» **Task directions**:
The whole listing must be printed again without any alteration.

» **Source records**:
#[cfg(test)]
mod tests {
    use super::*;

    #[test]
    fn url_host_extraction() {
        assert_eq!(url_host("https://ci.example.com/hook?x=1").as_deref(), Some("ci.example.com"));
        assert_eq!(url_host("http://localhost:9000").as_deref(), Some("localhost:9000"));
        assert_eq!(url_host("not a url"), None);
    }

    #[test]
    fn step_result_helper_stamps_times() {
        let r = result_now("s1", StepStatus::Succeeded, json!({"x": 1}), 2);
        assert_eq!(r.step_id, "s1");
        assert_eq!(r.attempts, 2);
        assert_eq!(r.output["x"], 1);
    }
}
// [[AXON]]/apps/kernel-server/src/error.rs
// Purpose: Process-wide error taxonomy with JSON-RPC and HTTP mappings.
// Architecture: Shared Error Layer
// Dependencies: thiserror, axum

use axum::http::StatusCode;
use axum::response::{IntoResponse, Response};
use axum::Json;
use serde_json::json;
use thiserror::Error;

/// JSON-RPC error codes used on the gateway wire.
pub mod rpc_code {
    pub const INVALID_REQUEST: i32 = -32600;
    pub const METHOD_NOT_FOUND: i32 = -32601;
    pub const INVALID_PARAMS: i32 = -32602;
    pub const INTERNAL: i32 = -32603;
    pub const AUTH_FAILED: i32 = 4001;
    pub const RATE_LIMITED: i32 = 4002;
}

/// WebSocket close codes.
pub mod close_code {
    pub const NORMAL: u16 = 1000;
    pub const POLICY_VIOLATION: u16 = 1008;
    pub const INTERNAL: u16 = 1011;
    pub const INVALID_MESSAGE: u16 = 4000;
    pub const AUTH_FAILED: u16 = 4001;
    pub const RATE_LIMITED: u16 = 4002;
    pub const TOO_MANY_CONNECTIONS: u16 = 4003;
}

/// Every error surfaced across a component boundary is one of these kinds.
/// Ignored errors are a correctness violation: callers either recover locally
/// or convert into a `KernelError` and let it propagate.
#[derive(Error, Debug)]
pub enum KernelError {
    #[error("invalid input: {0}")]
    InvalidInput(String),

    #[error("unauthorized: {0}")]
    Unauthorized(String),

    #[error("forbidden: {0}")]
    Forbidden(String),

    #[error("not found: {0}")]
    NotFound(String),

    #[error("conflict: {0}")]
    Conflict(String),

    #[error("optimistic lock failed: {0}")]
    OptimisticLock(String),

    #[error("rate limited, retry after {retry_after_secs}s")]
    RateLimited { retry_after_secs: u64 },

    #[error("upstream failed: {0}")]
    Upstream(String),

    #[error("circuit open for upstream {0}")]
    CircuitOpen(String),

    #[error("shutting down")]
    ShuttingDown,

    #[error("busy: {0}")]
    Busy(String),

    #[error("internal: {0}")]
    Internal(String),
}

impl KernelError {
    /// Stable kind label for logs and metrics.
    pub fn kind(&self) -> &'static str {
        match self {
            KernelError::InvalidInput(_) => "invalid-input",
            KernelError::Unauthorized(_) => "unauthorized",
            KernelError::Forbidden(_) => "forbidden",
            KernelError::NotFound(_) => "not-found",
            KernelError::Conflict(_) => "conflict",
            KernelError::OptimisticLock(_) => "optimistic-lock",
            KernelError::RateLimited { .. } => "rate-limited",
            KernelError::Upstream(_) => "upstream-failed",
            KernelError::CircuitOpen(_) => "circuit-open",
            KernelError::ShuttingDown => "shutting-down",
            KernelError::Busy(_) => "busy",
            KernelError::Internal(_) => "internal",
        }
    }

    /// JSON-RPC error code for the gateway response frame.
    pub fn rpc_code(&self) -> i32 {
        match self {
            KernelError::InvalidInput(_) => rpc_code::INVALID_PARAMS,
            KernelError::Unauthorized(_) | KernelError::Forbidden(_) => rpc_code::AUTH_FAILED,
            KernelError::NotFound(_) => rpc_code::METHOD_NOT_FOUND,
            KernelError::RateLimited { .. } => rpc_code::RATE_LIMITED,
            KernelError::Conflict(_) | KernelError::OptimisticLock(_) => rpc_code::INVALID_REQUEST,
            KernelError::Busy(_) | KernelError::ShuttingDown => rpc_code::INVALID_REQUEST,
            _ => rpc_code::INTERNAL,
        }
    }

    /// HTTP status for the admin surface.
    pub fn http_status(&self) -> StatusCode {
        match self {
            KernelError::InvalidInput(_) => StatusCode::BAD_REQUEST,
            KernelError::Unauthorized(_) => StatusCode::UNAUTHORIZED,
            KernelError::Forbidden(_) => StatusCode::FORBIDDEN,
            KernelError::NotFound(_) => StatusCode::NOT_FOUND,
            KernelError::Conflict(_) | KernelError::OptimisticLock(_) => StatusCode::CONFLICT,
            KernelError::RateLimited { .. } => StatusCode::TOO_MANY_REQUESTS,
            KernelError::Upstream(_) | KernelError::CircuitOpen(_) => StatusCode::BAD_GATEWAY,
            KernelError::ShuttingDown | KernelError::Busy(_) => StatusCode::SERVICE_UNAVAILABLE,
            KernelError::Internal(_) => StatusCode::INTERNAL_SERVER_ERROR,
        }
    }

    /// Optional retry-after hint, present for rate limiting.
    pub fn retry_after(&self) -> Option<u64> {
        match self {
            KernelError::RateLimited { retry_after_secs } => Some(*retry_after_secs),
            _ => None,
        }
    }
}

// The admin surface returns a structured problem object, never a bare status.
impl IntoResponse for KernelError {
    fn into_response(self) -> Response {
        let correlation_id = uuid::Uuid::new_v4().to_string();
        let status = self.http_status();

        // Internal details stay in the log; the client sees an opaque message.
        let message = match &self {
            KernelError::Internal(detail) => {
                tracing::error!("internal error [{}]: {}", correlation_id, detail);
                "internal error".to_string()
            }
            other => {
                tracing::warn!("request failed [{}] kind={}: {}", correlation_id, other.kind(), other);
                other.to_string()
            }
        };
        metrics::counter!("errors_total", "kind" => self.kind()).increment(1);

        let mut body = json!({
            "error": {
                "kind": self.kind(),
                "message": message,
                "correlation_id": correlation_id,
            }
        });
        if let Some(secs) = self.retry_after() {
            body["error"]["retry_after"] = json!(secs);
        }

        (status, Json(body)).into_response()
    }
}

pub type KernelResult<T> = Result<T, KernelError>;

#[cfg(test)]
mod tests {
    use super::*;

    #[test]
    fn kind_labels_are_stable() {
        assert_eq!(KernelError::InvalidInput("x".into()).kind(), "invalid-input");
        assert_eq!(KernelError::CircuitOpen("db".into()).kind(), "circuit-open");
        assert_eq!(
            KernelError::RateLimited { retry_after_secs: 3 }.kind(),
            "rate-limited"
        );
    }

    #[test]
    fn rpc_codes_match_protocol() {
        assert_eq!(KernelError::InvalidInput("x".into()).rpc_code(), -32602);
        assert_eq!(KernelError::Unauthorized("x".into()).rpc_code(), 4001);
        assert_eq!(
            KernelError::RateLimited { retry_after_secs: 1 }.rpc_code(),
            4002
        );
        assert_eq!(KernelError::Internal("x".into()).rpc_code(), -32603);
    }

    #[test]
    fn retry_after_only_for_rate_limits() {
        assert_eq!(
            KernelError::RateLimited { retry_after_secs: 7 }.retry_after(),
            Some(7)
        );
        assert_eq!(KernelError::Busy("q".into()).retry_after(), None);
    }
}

» **Solution**:
#[cfg(test)]
mod tests {
    use super::*;

    #[test]
    fn url_host_extraction() {
        assert_eq!(url_host("https://ci.example.com/hook?x=1").as_deref(), Some("ci.example.com"));
        assert_eq!(url_host("http://localhost:9000").as_deref(), Some("localhost:9000"));
        assert_eq!(url_host("not a url"), None);
    }

    #[test]
    fn step_result_helper_stamps_times() {
        let r = result_now("s1", StepStatus::Succeeded, json!({"x": 1}), 2);
        assert_eq!(r.step_id, "s1");
        assert_eq!(r.attempts, 2);
        assert_eq!(r.output["x"], 1);
    }
}
// [[AXON]]/apps/kernel-server/src/error.rs
// Purpose: Process-wide error taxonomy with JSON-RPC and HTTP mappings.
// Architecture: Shared Error Layer
// Dependencies: thiserror, axum

use axum::http::StatusCode;
use axum::response::{IntoResponse, Response};
use axum::Json;
use serde_json::json;
use thiserror::Error;

/// JSON-RPC error codes used on the gateway wire.
pub mod rpc_code {
    pub const INVALID_REQUEST: i32 = -32600;
    pub const METHOD_NOT_FOUND: i32 = -32601;
    pub const INVALID_PARAMS: i32 = -32602;
    pub const INTERNAL: i32 = -32603;
    pub const AUTH_FAILED: i32 = 4001;
    pub const RATE_LIMITED: i32 = 4002;
}

/// WebSocket close codes.
pub mod close_code {
    pub const NORMAL: u16 = 1000;
    pub const POLICY_VIOLATION: u16 = 1008;
    pub const INTERNAL: u16 = 1011;
    pub const INVALID_MESSAGE: u16 = 4000;
    pub const AUTH_FAILED: u16 = 4001;
    pub const RATE_LIMITED: u16 = 4002;
    pub const TOO_MANY_CONNECTIONS: u16 = 4003;
}

/// Every error surfaced across a component boundary is one of these kinds.
/// Ignored errors are a correctness violation: callers either recover locally
/// or convert into a `KernelError` and let it propagate.
#[derive(Error, Debug)]
pub enum KernelError {
    #[error("invalid input: {0}")]
    InvalidInput(String),

    #[error("unauthorized: {0}")]
    Unauthorized(String),

    #[error("forbidden: {0}")]
    Forbidden(String),

    #[error("not found: {0}")]
    NotFound(String),

    #[error("conflict: {0}")]
    Conflict(String),

    #[error("optimistic lock failed: {0}")]
    OptimisticLock(String),

    #[error("rate limited, retry after {retry_after_secs}s")]
    RateLimited { retry_after_secs: u64 },

    #[error("upstream failed: {0}")]
    Upstream(String),

    #[error("circuit open for upstream {0}")]
    CircuitOpen(String),

    #[error("shutting down")]
    ShuttingDown,

    #[error("busy: {0}")]
    Busy(String),

    #[error("internal: {0}")]
    Internal(String),
}

impl KernelError {
    /// Stable kind label for logs and metrics.
    pub fn kind(&self) -> &'static str {
        match self {
            KernelError::InvalidInput(_) => "invalid-input",
            KernelError::Unauthorized(_) => "unauthorized",
            KernelError::Forbidden(_) => "forbidden",
            KernelError::NotFound(_) => "not-found",
            KernelError::Conflict(_) => "conflict",
            KernelError::OptimisticLock(_) => "optimistic-lock",
            KernelError::RateLimited { .. } => "rate-limited",
            KernelError::Upstream(_) => "upstream-failed",
            KernelError::CircuitOpen(_) => "circuit-open",
            KernelError::ShuttingDown => "shutting-down",
            KernelError::Busy(_) => "busy",
            KernelError::Internal(_) => "internal",
        }
    }

    /// JSON-RPC error code for the gateway response frame.
    pub fn rpc_code(&self) -> i32 {
        match self {
            KernelError::InvalidInput(_) => rpc_code::INVALID_PARAMS,
            KernelError::Unauthorized(_) | KernelError::Forbidden(_) => rpc_code::AUTH_FAILED,
            KernelError::NotFound(_) => rpc_code::METHOD_NOT_FOUND,
            KernelError::RateLimited { .. } => rpc_code::RATE_LIMITED,
            KernelError::Conflict(_) | KernelError::OptimisticLock(_) => rpc_code::INVALID_REQUEST,
            KernelError::Busy(_) | KernelError::ShuttingDown => rpc_code::INVALID_REQUEST,
            _ => rpc_code::INTERNAL,
        }
    }

    /// HTTP status for the admin surface.
    pub fn http_status(&self) -> StatusCode {
        match self {
            KernelError::InvalidInput(_) => StatusCode::BAD_REQUEST,
            KernelError::Unauthorized(_) => StatusCode::UNAUTHORIZED,
            KernelError::Forbidden(_) => StatusCode::FORBIDDEN,
            KernelError::NotFound(_) => StatusCode::NOT_FOUND,
            KernelError::Conflict(_) | KernelError::OptimisticLock(_) => StatusCode::CONFLICT,
            KernelError::RateLimited { .. } => StatusCode::TOO_MANY_REQUESTS,
            KernelError::Upstream(_) | KernelError::CircuitOpen(_) => StatusCode::BAD_GATEWAY,
            KernelError::ShuttingDown | KernelError::Busy(_) => StatusCode::SERVICE_UNAVAILABLE,
            KernelError::Internal(_) => StatusCode::INTERNAL_SERVER_ERROR,
        }
    }

    /// Optional retry-after hint, present for rate limiting.
    pub fn retry_after(&self) -> Option<u64> {
        match self {
            KernelError::RateLimited { retry_after_secs } => Some(*retry_after_secs),
            _ => None,
        }
    }
}

// The admin surface returns a structured problem object, never a bare status.
impl IntoResponse for KernelError {
    fn into_response(self) -> Response {
        let correlation_id = uuid::Uuid::new_v4().to_string();
        let status = self.http_status();

        // Internal details stay in the log; the client sees an opaque message.
        let message = match &self {
            KernelError::Internal(detail) => {
                tracing::error!("internal error [{}]: {}", correlation_id, detail);
                "internal error".to_string()
            }
            other => {
                tracing::warn!("request failed [{}] kind={}: {}", correlation_id, other.kind(), other);
                other.to_string()
            }
        };
        metrics::counter!("errors_total", "kind" => self.kind()).increment(1);

        let mut body = json!({
            "error": {
                "kind": self.kind(),
                "message": message,
                "correlation_id": correlation_id,
            }
        });
        if let Some(secs) = self.retry_after() {
            body["error"]["retry_after"] = json!(secs);
        }

        (status, Json(body)).into_response()
    }
}

pub type KernelResult<T> = Result<T, KernelError>;

#[cfg(test)]
mod tests {
    use super::*;

    #[test]
    fn kind_labels_are_stable() {
        assert_eq!(KernelError::InvalidInput("x".into()).kind(), "invalid-input");
        assert_eq!(KernelError::CircuitOpen("db".into()).kind(), "circuit-open");
        assert_eq!(
            KernelError::RateLimited { retry_after_secs: 3 }.kind(),
            "rate-limited"
        );
    }

    #[test]
    fn rpc_codes_match_protocol() {
        assert_eq!(KernelError::InvalidInput("x".into()).rpc_code(), -32602);
        assert_eq!(KernelError::Unauthorized("x".into()).rpc_code(), 4001);
        assert_eq!(
            KernelError::RateLimited { retry_after_secs: 1 }.rpc_code(),
            4002
        );
        assert_eq!(KernelError::Internal("x".into()).rpc_code(), -32603);
    }

    #[test]
    fn retry_after_only_for_rate_limits() {
        assert_eq!(
            KernelError::RateLimited { retry_after_secs: 7 }.retry_after(),
            Some(7)
        );
        assert_eq!(KernelError::Busy("q".into()).retry_after(), None);
    }
}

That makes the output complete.